EXERCISE BRIEF:
Reproduce the data exactly as it stands.

═════ INPUT DATA ═════

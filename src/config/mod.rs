// Copyright (c) 2025 Steve Wagner (ciroque@live.com)
// SPDX-License-Identifier: MIT

mod loader;
mod run_config;
mod value;

pub mod consts;

pub use loader::load_config;
pub use run_config::RunConfig;
pub use value::{render_value, value_type_name};
// Copyright (c) 2025 Steve Wagner (ciroque@live.com)
// SPDX-License-Identifier: MIT

use std::env;
use std::process::ExitCode;
use std::sync::Arc;
use std::time::Instant;

use anyhow::Context;
use pipeline_session::config::load_config;
use pipeline_session::errors::{SessionError, SubmitError};
use pipeline_session::observability::init_tracing;
use pipeline_session::session::{ExitStatus, ProcessorResolver, RunState, Session};
use pipeline_session::traits::{TaskProcessor, TaskSpec};

fn main() -> ExitCode {
    init_tracing("info");

    match run() {
        Ok(code) => code,
        Err(e) => {
            eprintln!("❌ {:#}", e);
            ExitCode::FAILURE
        }
    }
}

fn run() -> anyhow::Result<ExitCode> {
    let args: Vec<String> = env::args().collect();
    if args.len() < 3 {
        let program = program_name(&args);
        eprintln!("Usage: {} <config.(yaml|toml)> <command> [command ...]", program);
        eprintln!("Example: {} run.yaml \"echo hello\" \"sleep 1\"", program);
        return Ok(ExitCode::from(2));
    }

    let config_file = &args[1];
    let commands = &args[2..];
    let start_time = Instant::now();

    let config = load_config(config_file)
        .with_context(|| format!("loading configuration from {}", config_file))?;
    let session = Arc::new(
        Session::from_config(config, ProcessorResolver::new()).context("starting session")?,
    );

    println!("🚀 Session {}", session.run_id());
    println!("📋 Configuration: {}", config_file);
    println!("🔧 Processor: {}", session.default_processor_type().name());
    println!("⚙️  Pool Size: {}", session.pool_size());

    // Ctrl-C aborts; the main thread then sees the latch release
    let handle = session.handle();
    let signalled = Arc::clone(&session);
    handle.spawn(async move {
        if tokio::signal::ctrl_c().await.is_ok() {
            eprintln!("\n🛑 Interrupted, aborting session");
            if let Err(e) = signalled.abort() {
                eprintln!("❌ {}", e);
            }
        }
    });

    let submitted = match session.create_processor(None, false) {
        Ok(processor) => submit_all(processor.as_ref(), commands)?,
        Err(SessionError::NotRunning(RunState::Aborted)) => 0,
        Err(e) => return Err(e).context("creating processor"),
    };
    if submitted < commands.len() {
        eprintln!("⚠️  Submitted {} of {} commands before the abort", submitted, commands.len());
    }

    session.await_completion();
    let status = session.conclude()?;

    println!("\n📊 Session Report:");
    println!("{}", serde_json::to_string_pretty(&session.report())?);
    println!("\n⏱️  Total Time: {:?}", start_time.elapsed());

    Ok(exit_code(status))
}

/// Submit every command as `task-N`, in order.
///
/// Stops at the first command refused because the session was aborted and
/// returns how many were submitted.
fn submit_all(processor: &dyn TaskProcessor, commands: &[String]) -> anyhow::Result<usize> {
    for (i, command) in commands.iter().enumerate() {
        match processor.submit(TaskSpec::new(format!("task-{}", i + 1), command.as_str())) {
            Ok(_) => {}
            Err(SubmitError::SessionAborted) => return Ok(i),
            Err(e) => return Err(e).with_context(|| format!("submitting '{}'", command)),
        }
    }
    Ok(commands.len())
}

fn program_name(args: &[String]) -> &str {
    args.first().map(String::as_str).unwrap_or("pipeline-session")
}

fn exit_code(status: ExitStatus) -> ExitCode {
    match status.code() {
        Some(code) => ExitCode::from(u8::try_from(code).unwrap_or(1)),
        None => ExitCode::SUCCESS,
    }
}

#[cfg(test)]
mod tests {
    use super::*;
    use serde_yaml::Mapping;

    fn commands(count: usize) -> Vec<String> {
        (0..count).map(|i| format!("echo {}", i)).collect()
    }

    #[test]
    fn test_program_name_without_argv() {
        assert_eq!(program_name(&[]), "pipeline-session");
        assert_eq!(program_name(&["/usr/bin/ps".to_string()]), "/usr/bin/ps");
    }

    #[test]
    fn test_submit_all_stops_after_abort_without_failing() {
        let session = Session::new(Some(Mapping::new())).unwrap();
        let processor = session.create_processor_of("nope", None, false).unwrap();

        assert_eq!(submit_all(processor.as_ref(), &commands(2)).unwrap(), 2);
        session.await_completion();

        session.abort().unwrap();
        assert_eq!(submit_all(processor.as_ref(), &commands(3)).unwrap(), 0);
        assert_eq!(session.conclude().unwrap(), ExitStatus::Aborted);
        assert_eq!(session.task_count(), 2);
    }

    #[test]
    fn test_submit_all_reports_other_refusals() {
        let session = Session::new(Some(Mapping::new())).unwrap();
        let processor = session.create_processor_of("nope", None, false).unwrap();
        processor.terminate();

        let err = submit_all(processor.as_ref(), &commands(1)).unwrap_err();
        assert!(err.to_string().contains("echo 0"), "{:#}", err);
        session.terminate().unwrap();
    }
}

═════

RESULT BELOW:
filename src/config/mod.rs
// Copyright (c) 2025 Steve Wagner (ciroque@live.com)
// SPDX-License-Identifier: MIT

mod loader;
mod run_config;
mod value;

pub mod consts;

pub use loader::load_config;
pub use run_config::RunConfig;
pub use value::{render_value, value_type_name};
// Copyright (c) 2025 Steve Wagner (ciroque@live.com)
// SPDX-License-Identifier: MIT

use std::env;
use std::process::ExitCode;
use std::sync::Arc;
use std::time::Instant;

use anyhow::Context;
use pipeline_session::config::load_config;
use pipeline_session::errors::{SessionError, SubmitError};
use pipeline_session::observability::init_tracing;
use pipeline_session::session::{ExitStatus, ProcessorResolver, RunState, Session};
use pipeline_session::traits::{TaskProcessor, TaskSpec};

fn main() -> ExitCode {
    init_tracing("info");

    match run() {
        Ok(code) => code,
        Err(e) => {
            eprintln!("❌ {:#}", e);
            ExitCode::FAILURE
        }
    }
}

fn run() -> anyhow::Result<ExitCode> {
    let args: Vec<String> = env::args().collect();
    if args.len() < 3 {
        let program = program_name(&args);
        eprintln!("Usage: {} <config.(yaml|toml)> <command> [command ...]", program);
        eprintln!("Example: {} run.yaml \"echo hello\" \"sleep 1\"", program);
        return Ok(ExitCode::from(2));
    }

    let config_file = &args[1];
    let commands = &args[2..];
    let start_time = Instant::now();

    let config = load_config(config_file)
        .with_context(|| format!("loading configuration from {}", config_file))?;
    let session = Arc::new(
        Session::from_config(config, ProcessorResolver::new()).context("starting session")?,
    );

    println!("🚀 Session {}", session.run_id());
    println!("📋 Configuration: {}", config_file);
    println!("🔧 Processor: {}", session.default_processor_type().name());
    println!("⚙️  Pool Size: {}", session.pool_size());

    // Ctrl-C aborts; the main thread then sees the latch release
    let handle = session.handle();
    let signalled = Arc::clone(&session);
    handle.spawn(async move {
        if tokio::signal::ctrl_c().await.is_ok() {
            eprintln!("\n🛑 Interrupted, aborting session");
            if let Err(e) = signalled.abort() {
                eprintln!("❌ {}", e);
            }
        }
    });

    let submitted = match session.create_processor(None, false) {
        Ok(processor) => submit_all(processor.as_ref(), commands)?,
        Err(SessionError::NotRunning(RunState::Aborted)) => 0,
        Err(e) => return Err(e).context("creating processor"),
    };
    if submitted < commands.len() {
        eprintln!("⚠️  Submitted {} of {} commands before the abort", submitted, commands.len());
    }

    session.await_completion();
    let status = session.conclude()?;

    println!("\n📊 Session Report:");
    println!("{}", serde_json::to_string_pretty(&session.report())?);
    println!("\n⏱️  Total Time: {:?}", start_time.elapsed());

    Ok(exit_code(status))
}

/// Submit every command as `task-N`, in order.
///
/// Stops at the first command refused because the session was aborted and
/// returns how many were submitted.
fn submit_all(processor: &dyn TaskProcessor, commands: &[String]) -> anyhow::Result<usize> {
    for (i, command) in commands.iter().enumerate() {
        match processor.submit(TaskSpec::new(format!("task-{}", i + 1), command.as_str())) {
            Ok(_) => {}
            Err(SubmitError::SessionAborted) => return Ok(i),
            Err(e) => return Err(e).with_context(|| format!("submitting '{}'", command)),
        }
    }
    Ok(commands.len())
}

fn program_name(args: &[String]) -> &str {
    args.first().map(String::as_str).unwrap_or("pipeline-session")
}

fn exit_code(status: ExitStatus) -> ExitCode {
    match status.code() {
        Some(code) => ExitCode::from(u8::try_from(code).unwrap_or(1)),
        None => ExitCode::SUCCESS,
    }
}

#[cfg(test)]
mod tests {
    use super::*;
    use serde_yaml::Mapping;

    fn commands(count: usize) -> Vec<String> {
        (0..count).map(|i| format!("echo {}", i)).collect()
    }

    #[test]
    fn test_program_name_without_argv() {
        assert_eq!(program_name(&[]), "pipeline-session");
        assert_eq!(program_name(&["/usr/bin/ps".to_string()]), "/usr/bin/ps");
    }

    #[test]
    fn test_submit_all_stops_after_abort_without_failing() {
        let session = Session::new(Some(Mapping::new())).unwrap();
        let processor = session.create_processor_of("nope", None, false).unwrap();

        assert_eq!(submit_all(processor.as_ref(), &commands(2)).unwrap(), 2);
        session.await_completion();

        session.abort().unwrap();
        assert_eq!(submit_all(processor.as_ref(), &commands(3)).unwrap(), 0);
        assert_eq!(session.conclude().unwrap(), ExitStatus::Aborted);
        assert_eq!(session.task_count(), 2);
    }

    #[test]
    fn test_submit_all_reports_other_refusals() {
        let session = Session::new(Some(Mapping::new())).unwrap();
        let processor = session.create_processor_of("nope", None, false).unwrap();
        processor.terminate();

        let err = submit_all(processor.as_ref(), &commands(1)).unwrap_err();
        assert!(err.to_string().contains("echo 0"), "{:#}", err);
        session.terminate().unwrap();
    }
}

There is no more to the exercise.